Wine is almost as simple. Most bars carry a house red and a house white, plus maybe four or five others. They open these by the bottle and pour them by the glass, and once a bottle's open it's only really good for about two days, so the list stays short on purpose. Don't expect a sommelier at a corner bar. "Glass of the cabernet, please" works just fine.
The Fancy Cocktail Renaissance Is Still Going
Look around any decent neighborhood and the speakeasy thing that started fifteen years ago is, somehow, still going strong. Places like the Brandy Library down in Tribeca — still open, still pouring spirits I can't pronounce — will hand you a menu the size of a phone book. As of 2026 you can expect to pay anywhere from about $18 to $24 for a craft cocktail in a major city, more if there's a guy in a vest using a smoke gun.
Two pieces of advice for these joints:
- Read the menu. They put it in your hands for a reason. The ingredients are listed. Pick the one with a base liquor you already like and a flavor profile that sounds good. You don't have to know what crème de violette is. You just have to know whether you like sweet or savory.
- If you're stuck, ask the bartender. But only if it's slow. If the place is six deep, that is not the moment to say "surprise me." If the place is dead, though? A good bartender lights up when somebody asks for a recommendation. We've been waiting all night to make something fun.
One more thing: do not order a craft cocktail at a dive bar. I've seen people walk into a place with a Schaefer sign in the window and ask for a French 75. The bartender will make it. The bartender will also charge you for it. The bartender will also tell the story for a week.
Martinis: The Audition Drink
You know you've graduated to ordering like a grown-up when you can rattle off a martini the way you want it. There are basically four switches:
- Gin or vodka. Pick one. Gin is the original, vodka is what most people actually drink.

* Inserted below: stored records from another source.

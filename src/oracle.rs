//! Exact maximum-cardinality matching oracle.
//!
//! The engine never implements matching itself; it asks a [`MatchingOracle`] for an
//! exact maximum matching of the current graph snapshot and compares weights. The
//! default oracle, [`EdmondsOracle`], delegates to petgraph's blossom implementation.
//! Every answer is checked against the snapshot it was computed for before the engine
//! relies on it.

use crate::error::EngineError;
use crate::graph::{DivisorGraph, Vertex};

// ============================================================================
// Matching
// ============================================================================

/// A set of vertex-disjoint edges, stored as a mate table.
#[derive(Clone, Debug, PartialEq, Eq)]
pub struct Matching {
    /// `mates[v]` is the partner of `v`, if matched.
    mates: Vec<Option<Vertex>>,
    weight: usize,
}

impl Matching {
    /// The empty matching over vertices `1..=order`.
    pub fn empty(order: usize) -> Self {
        Self {
            mates: vec![None; order + 1],
            weight: 0,
        }
    }

    /// Builds a matching from an edge list.
    ///
    /// The weight is the number of edges supplied. Edges that reuse a vertex are kept
    /// as given, so [`verify`](Self::verify) can report them.
    pub fn from_edges<I>(order: usize, edges: I) -> Self
    where
        I: IntoIterator<Item = (Vertex, Vertex)>,
    {
        let mut mates = vec![None; order + 1];
        let mut weight = 0;
        for (u, v) in edges {
            let top = u.max(v);
            if top >= mates.len() {
                mates.resize(top + 1, None);
            }
            mates[u] = Some(v);
            mates[v] = Some(u);
            weight += 1;
        }
        Self { mates, weight }
    }

    /// Number of matched edges.
    #[inline]
    pub fn weight(&self) -> usize {
        self.weight
    }

    /// Partner of `v`, or `None` if `v` is unmatched or unknown to this matching.
    #[inline]
    pub fn mate(&self, v: Vertex) -> Option<Vertex> {
        self.mates.get(v).copied().flatten()
    }

    /// Returns whether `v` is covered.
    #[inline]
    pub fn is_matched(&self, v: Vertex) -> bool {
        self.mate(v).is_some()
    }

    /// Matched edges as `(u, v)` with `u < v`, ascending.
    pub fn edges(&self) -> impl Iterator<Item = (Vertex, Vertex)> + '_ {
        self.mates
            .iter()
            .enumerate()
            .filter_map(|(u, &m)| m.filter(|&v| u < v).map(|v| (u, v)))
    }

    /// Vertices of `1..=order` left uncovered ("outer" vertices).
    pub fn unmatched(&self, order: usize) -> impl Iterator<Item = Vertex> + '_ {
        (1..=order).filter(move |&v| !self.is_matched(v))
    }

    /// Checks that this is a maximal matching of `graph`: mates are symmetric, every
    /// matched pair is an attached edge, the weight equals the number of matched pairs,
    /// and no attached edge joins two unmatched vertices.
    ///
    /// # Errors
    /// Returns [`EngineError::OracleContract`] describing the first inconsistency.
    pub fn verify(&self, graph: &DivisorGraph, size: usize) -> Result<(), EngineError> {
        let violation = |details: String| EngineError::OracleContract { size, details };
        let mut pairs = 0usize;
        for (u, mate) in self.mates.iter().enumerate() {
            let Some(v) = *mate else { continue };
            if self.mate(v) != Some(u) {
                return Err(violation(format!("vertex {v} is matched to more than one vertex")));
            }
            if !graph.has_edge(u, v) {
                return Err(violation(format!("matched pair ({u}, {v}) is not an edge")));
            }
            if u < v {
                pairs += 1;
            }
        }
        if pairs != self.weight {
            return Err(violation(format!(
                "weight {} does not match {pairs} disjoint matched pairs",
                self.weight
            )));
        }
        // Maximality, not maximum: an edge with both ends free could extend the matching.
        if let Some((u, v)) = graph
            .edges()
            .find(|&(u, v)| !self.is_matched(u) && !self.is_matched(v))
        {
            return Err(violation(format!(
                "edge ({u}, {v}) has both ends unmatched, so the matching is not maximum"
            )));
        }
        Ok(())
    }
}

// ============================================================================
// Oracle
// ============================================================================

/// Source of exact maximum-cardinality matchings.
///
/// Implementations must be pure functions of the graph they are given: workers call
/// the same oracle concurrently, each on its own graph replica.
pub trait MatchingOracle: Send + Sync {
    /// Returns a maximum-cardinality matching of `graph` (detached vertices are isolated).
    fn maximum_matching(&self, graph: &DivisorGraph) -> Matching;
}

impl<O: MatchingOracle + ?Sized> MatchingOracle for &O {
    fn maximum_matching(&self, graph: &DivisorGraph) -> Matching {
        (**self).maximum_matching(graph)
    }
}

/// Edmonds' blossom algorithm, via `petgraph::algo::maximum_matching`.
#[derive(Clone, Copy, Debug, Default)]
pub struct EdmondsOracle;

impl MatchingOracle for EdmondsOracle {
    fn maximum_matching(&self, graph: &DivisorGraph) -> Matching {
        let snapshot = graph.to_petgraph();
        let found = petgraph::algo::maximum_matching(&snapshot);
        Matching::from_edges(
            graph.order(),
            found.edges().map(|(a, b)| (a.index(), b.index())),
        )
    }
}

/// Queries `oracle` and checks the answer against `graph`.
pub(crate) fn query<O: MatchingOracle + ?Sized>(
    oracle: &O,
    graph: &DivisorGraph,
    size: usize,
) -> Result<Matching, EngineError> {
    let matching = oracle.maximum_matching(graph);
    matching.verify(graph, size)?;
    Ok(matching)
}

// ============================================================================
// Tests
// ============================================================================

#[cfg(test)]
pub(crate) mod tests {
    use super::*;
    use rand::Rng;
    use rand::SeedableRng;
    use rand_xorshift::XorShiftRng;

    /// Exhaustive maximum matching weight; exponential, for tiny graphs only.
    pub(crate) fn brute_weight(graph: &DivisorGraph) -> usize {
        fn best(graph: &DivisorGraph, v: Vertex, used: &mut [bool]) -> usize {
            if v > graph.order() {
                return 0;
            }
            if used[v] {
                return best(graph, v + 1, used);
            }
            // v stays unmatched
            let mut out = best(graph, v + 1, used);
            used[v] = true;
            for &u in graph.neighbors(v) {
                if u > v && !used[u] {
                    used[u] = true;
                    out = out.max(1 + best(graph, v + 1, used));
                    used[u] = false;
                }
            }
            used[v] = false;
            out
        }
        let mut used = vec![false; graph.order() + 1];
        best(graph, 1, &mut used)
    }

    /// Oracle that answers with a fixed matching regardless of the graph.
    pub(crate) struct LyingOracle(pub Vec<(Vertex, Vertex)>);

    impl MatchingOracle for LyingOracle {
        fn maximum_matching(&self, graph: &DivisorGraph) -> Matching {
            Matching::from_edges(graph.order(), self.0.iter().copied())
        }
    }

    /// Exact on full graphs, empty as soon as some vertex is detached.
    pub(crate) struct EmptyOnRemoval;

    impl MatchingOracle for EmptyOnRemoval {
        fn maximum_matching(&self, graph: &DivisorGraph) -> Matching {
            if (1..=graph.order()).any(|v| graph.degree(v) == 0) {
                Matching::empty(graph.order())
            } else {
                EdmondsOracle.maximum_matching(graph)
            }
        }
    }

    fn random_graph(rng: &mut XorShiftRng, order: usize, p: f64) -> DivisorGraph {
        let mut edges = Vec::new();
        for u in 1..=order {
            for v in (u + 1)..=order {
                if rng.random_bool(p) {
                    edges.push((u, v));
                }
            }
        }
        DivisorGraph::from_edges(order, &edges)
    }

    #[test]
    fn oracle_matches_bruteforce_random_graphs() {
        let mut rng = XorShiftRng::seed_from_u64(0xDEAD_BEEF);
        let oracle = EdmondsOracle;

        for _case in 0..60 {
            let order = rng.random_range(1..=11);
            let p = rng.random_range(0.1..0.7);
            let g = random_graph(&mut rng, order, p);
            let m = query(&oracle, &g, order).unwrap();
            assert_eq!(
                m.weight(),
                brute_weight(&g),
                "order={order} edges={:?}",
                g.edges().collect::<Vec<_>>()
            );
        }
    }

    #[test]
    fn oracle_matches_bruteforce_on_divisor_graphs_with_removals() {
        let oracle = EdmondsOracle;
        for n in 1..=14 {
            let mut g = DivisorGraph::with_size(n);
            assert_eq!(oracle.maximum_matching(&g).weight(), brute_weight(&g), "n={n}");
            for s in 1..=n {
                let d = g.detach(s);
                let m = query(&oracle, &g, n).unwrap();
                assert!(!m.is_matched(s));
                assert_eq!(m.weight(), brute_weight(&g), "n={n} s={s}");
                g.reattach(d);
            }
        }
    }

    #[test]
    fn odd_cycle_needs_blossom() {
        // Triangle 1-2-3 with a pendant 3-4: maximum matching is 2.
        let g = DivisorGraph::from_edges(5, &[(1, 2), (2, 3), (1, 3), (3, 4), (4, 5)]);
        let m = EdmondsOracle.maximum_matching(&g);
        assert_eq!(m.weight(), 2);
        m.verify(&g, 5).unwrap();
    }

    #[test]
    fn unmatched_lists_outer_vertices() {
        let g = DivisorGraph::with_size(5);
        let m = EdmondsOracle.maximum_matching(&g);
        assert_eq!(m.weight(), 2);
        let outer: Vec<_> = m.unmatched(5).collect();
        assert_eq!(outer.len(), 1);
        assert!(!m.is_matched(outer[0]));
    }

    #[test]
    fn matching_edges_are_ordered_pairs() {
        let m = Matching::from_edges(6, [(4, 2), (1, 5)]);
        assert_eq!(m.edges().collect::<Vec<_>>(), vec![(1, 5), (2, 4)]);
        assert_eq!(m.mate(4), Some(2));
        assert_eq!(m.mate(3), None);
        assert_eq!(m.mate(100), None);
        assert_eq!(Matching::empty(3).weight(), 0);
    }

    #[test]
    fn verify_rejects_non_edges() {
        let g = DivisorGraph::with_size(6);
        let m = Matching::from_edges(6, [(2, 3)]);
        let err = m.verify(&g, 6).unwrap_err();
        assert!(matches!(err, EngineError::OracleContract { size: 6, .. }));
    }

    #[test]
    fn verify_rejects_overlapping_edges() {
        let g = DivisorGraph::with_size(6);
        let err = query(&LyingOracle(vec![(1, 2), (1, 3)]), &g, 6).unwrap_err();
        assert!(err.to_string().contains("contract"));
    }

    #[test]
    fn verify_rejects_matchings_with_a_free_edge() {
        let g = DivisorGraph::with_size(6);
        // (3, 6) is an edge and both ends are free.
        let err = Matching::from_edges(6, [(1, 5), (2, 4)]).verify(&g, 6).unwrap_err();
        assert!(err.to_string().contains("(3, 6)"), "{err}");

        let mut g = DivisorGraph::with_size(7);
        let d = g.detach(7);
        let err = query(&EmptyOnRemoval, &g, 7).unwrap_err();
        assert!(matches!(err, EngineError::OracleContract { size: 7, .. }));
        g.reattach(d);
        assert!(query(&EmptyOnRemoval, &g, 7).is_ok());
    }
}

- Dry or wet. Dry means less vermouth. Wet means more. Most folks want it dry.
- Up or on the rocks. Up means in that pretty triangle glass. On the rocks means in a tumbler with ice.
- Olive, twist, or dirty. Olive is the green guy. Twist is a strip of lemon peel. Dirty means a splash of olive brine, which I am personally a fan of.
Put it together: "Tanqueray martini, up, very dry, with a twist." The bartender will silently respect you. They will not say so out loud, because we don't do that, but they will.
Tip Your Bartender. Always.
I'll keep this short because it's not complicated. A buck a beer, two bucks a cocktail, twenty percent on a tab. If somebody comped you a drink, tip on what it would have cost. If you stiff a bartender, they remember. Not in a vengeful way. In a "that guy is invisible to me forever" way.
And one last thing, kid. The whole point of going to a bar is to relax. Don't get so wound up about ordering correctly that you forget to enjoy yourself. Stand up straight, say what you want, say please and thank you, and you'll be fine. We've all been the new guy at the rail. Some of us just stayed there for forty-one years.